Provided information
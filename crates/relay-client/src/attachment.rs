//! Binary attachment inputs for a dispatch.

use std::path::PathBuf;

use relay_core::DispatchError;

/// Where an attachment's bytes come from.
#[derive(Debug, Clone)]
pub enum AttachmentSource {
    /// Bytes already in memory (e.g. decoded from an inbound request).
    Bytes(Vec<u8>),
    /// A file read at build time. The read can fail.
    Path(PathBuf),
}

/// One binary attachment with its declared MIME type.
#[derive(Debug, Clone)]
pub struct Attachment {
    mime_type: String,
    source: AttachmentSource,
}

impl Attachment {
    pub fn from_bytes(mime_type: impl Into<String>, bytes: Vec<u8>) -> Self {
        Self {
            mime_type: mime_type.into(),
            source: AttachmentSource::Bytes(bytes),
        }
    }

    pub fn from_path(mime_type: impl Into<String>, path: impl Into<PathBuf>) -> Self {
        Self {
            mime_type: mime_type.into(),
            source: AttachmentSource::Path(path.into()),
        }
    }

    pub fn mime_type(&self) -> &str {
        &self.mime_type
    }

    /// Fetch the attachment bytes.
    pub async fn read_bytes(&self) -> Result<Vec<u8>, DispatchError> {
        match &self.source {
            AttachmentSource::Bytes(bytes) => Ok(bytes.clone()),
            AttachmentSource::Path(path) => tokio::fs::read(path).await.map_err(|err| {
                DispatchError::AttachmentRead {
                    path: path.display().to_string(),
                    detail: err.to_string(),
                }
            }),
        }
    }
}
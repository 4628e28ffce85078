use std::collections::HashSet;
use std::sync::{Arc, Mutex};
use std::time::Duration;

use rand::Rng;
use rand::seq::SliceRandom;
use tracing::{debug, warn};

use crate::key::ApiKey;

/// Cooldown window after a key is exhausted or rate-limited.
pub const COOLDOWN: Duration = Duration::from_secs(60);

/// Upper bound of the random jitter added to each cooldown, spreading the
/// re-eligibility instants of keys that were exhausted together.
const COOLDOWN_JITTER_MS: u64 = 1000;

/// Handle to a key selected for one dispatch attempt.
///
/// Carries the pool index so a dispatcher can exclude the key from the
/// rest of its invocation, and the key itself for quota bookkeeping.
pub struct KeyLease {
    index: usize,
    key: Arc<ApiKey>,
}

impl KeyLease {
    pub fn index(&self) -> usize {
        self.index
    }

    pub fn secret(&self) -> &str {
        self.key.secret()
    }
}

impl std::fmt::Debug for KeyLease {
    fn fmt(&self, f: &mut std::fmt::Formatter<'_>) -> std::fmt::Result {
        f.debug_struct("KeyLease").field("index", &self.index).finish()
    }
}

/// Diagnostic snapshot of one key's state.
#[derive(Debug, Clone, PartialEq, Eq)]
pub struct KeyStatus {
    pub index: usize,
    pub remaining: u32,
    pub cooling: bool,
}

/// Rotating pool of API keys shared by all dispatches.
///
/// Key order is shuffled once at construction; selection then walks a
/// round-robin cursor so consecutive requests spread across keys. The
/// cursor is the only pool-level state and sits behind its own mutex;
/// quota and cooldown state live inside each key.
pub struct KeyPool {
    keys: Vec<Arc<ApiKey>>,
    cursor: Mutex<usize>,
    cooldown: Duration,
}

impl KeyPool {
    /// Build a pool from secrets in shuffled order.
    pub fn new(secrets: Vec<String>) -> Self {
        let mut secrets = secrets;
        secrets.shuffle(&mut rand::thread_rng());
        Self::ordered(secrets)
    }

    /// Build a pool preserving the given secret order.
    pub fn ordered(secrets: Vec<String>) -> Self {
        assert!(!secrets.is_empty(), "KeyPool requires at least one key");
        Self {
            keys: secrets.into_iter().map(|s| Arc::new(ApiKey::new(s))).collect(),
            cursor: Mutex::new(0),
            cooldown: COOLDOWN,
        }
    }

    /// Override the cooldown window (tests use short windows).
    pub fn with_cooldown(mut self, cooldown: Duration) -> Self {
        self.cooldown = cooldown;
        self
    }

    pub fn len(&self) -> usize {
        self.keys.len()
    }

    pub fn is_empty(&self) -> bool {
        self.keys.is_empty()
    }

    /// Select the next eligible key in rotation order, skipping keys in
    /// `tried` and keys that are cooling or out of quota. Lapsed cooldowns
    /// are reset as a side effect of the eligibility check. Returns `None`
    /// when no key qualifies in a full rotation pass.
    pub fn acquire_eligible(&self, tried: &HashSet<usize>) -> Option<KeyLease> {
        let mut cursor = self.cursor.lock().expect("pool cursor poisoned");
        let total = self.keys.len();

        for offset in 0..total {
            let index = (*cursor + offset) % total;
            if tried.contains(&index) {
                continue;
            }
            let key = &self.keys[index];
            if !key.is_eligible() {
                continue;
            }
            *cursor = (index + 1) % total;
            return Some(KeyLease {
                index,
                key: Arc::clone(key),
            });
        }
        None
    }

    /// Consume one quota unit of the leased key. Returns whether a unit
    /// was actually consumed (false when a concurrent dispatch already
    /// drained the key). Hitting zero starts a speculative cooldown so the
    /// key re-enters rotation with fresh quota after the window.
    pub fn mark_used(&self, lease: &KeyLease) -> bool {
        match lease.key.try_consume() {
            Some(0) => {
                debug!(key = lease.index, "local quota hit zero, starting cooldown");
                lease.key.begin_cooldown(self.jittered_cooldown());
                true
            }
            Some(_) => true,
            None => false,
        }
    }

    /// Put the leased key into cooldown after an upstream rate-limit or
    /// transport failure.
    pub fn mark_exhausted(&self, lease: &KeyLease) {
        let cooldown = self.jittered_cooldown();
        warn!(key = lease.index, cooldown_secs = cooldown.as_secs(), "key entering cooldown");
        lease.key.begin_cooldown(cooldown);
    }

    /// Per-key state snapshot for diagnostics.
    pub fn status(&self) -> Vec<KeyStatus> {
        self.keys
            .iter()
            .enumerate()
            .map(|(index, key)| KeyStatus {
                index,
                remaining: key.remaining(),
                cooling: key.is_cooling(),
            })
            .collect()
    }

    /// Keys currently selectable.
    pub fn eligible_count(&self) -> usize {
        self.keys.iter().filter(|key| key.is_eligible()).count()
    }

    fn jittered_cooldown(&self) -> Duration {
        let jitter = rand::thread_rng().gen_range(0..=COOLDOWN_JITTER_MS);
        self.cooldown + Duration::from_millis(jitter)
    }
}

Exercise prompt
Check the listing above for "window". Show every line where it turns up.

Response to this task
/// Cooldown window after a key is exhausted or rate-limited.
    /// Override the cooldown window (tests use short windows).
    /// key re-enters rotation with fresh quota after the window.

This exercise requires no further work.